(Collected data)
○ ○ ○ ○ ○

//! Tinkerforge Hub Client - Brick Daemon TCP Framing
//!
//! ## Overview
//!
//! Bricklets hang off a master brick, which is reached through a brick
//! daemon (or an Ethernet/WIFI extension) on TCP port 4223. This module
//! implements just enough of that binary protocol for the station:
//!
//! - broadcast an enumerate request and decode the announcements
//! - set a bricklet's value callback period
//! - decode value callbacks and route them to the subscribed handler
//!
//! Getters, authentication and firmware handling are out of scope.
//!
//! ## Framing
//!
//! Every packet starts with an 8-byte header, all integers little-endian:
//!
//! ```text
//! ┌─────────────┬────────┬─────────────┬──────────────────────┬───────────┐
//! │ uid (u32)   │ length │ function id │ seq<<4 | resp_exp<<3 │ err << 6  │
//! └─────────────┴────────┴─────────────┴──────────────────────┴───────────┘
//!     4 bytes     1 byte     1 byte            1 byte             1 byte
//! ```
//!
//! `length` covers header and payload. Packets with sequence number 0 are
//! callbacks pushed by the daemon; everything else answers a request.
//!
//! ## Device Table
//!
//! ```text
//! Device        Id    Set period fn   Callback fn   Raw type
//! ------------------------------------------------------------
//! Temperature   216   2               8             i16
//! Humidity      27    3               13            u16
//! Barometer     221   3               15            i32
//! Moisture      232   2               8             u16
//! UV light      265   2               8             u32
//! ```
//!
//! The daemon only fires a value callback when the value changed since the
//! last one, and at most once per configured period.
//!
//! ## Concurrency
//!
//! A single read task owns the socket's read half and invokes handlers
//! inline, one packet at a time. Requests share the write half behind an
//! async mutex.

use std::collections::HashMap;
use std::sync::atomic::{AtomicU8, Ordering};
use std::sync::{Arc, Mutex, PoisonError, RwLock};
use std::time::Duration;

○ ○ ○ ○ ○

Task prompt> Search the entries above for the string "Framing". Copy each line that holds it.

Problem solution>
//! Tinkerforge Hub Client - Brick Daemon TCP Framing
//! ## Framing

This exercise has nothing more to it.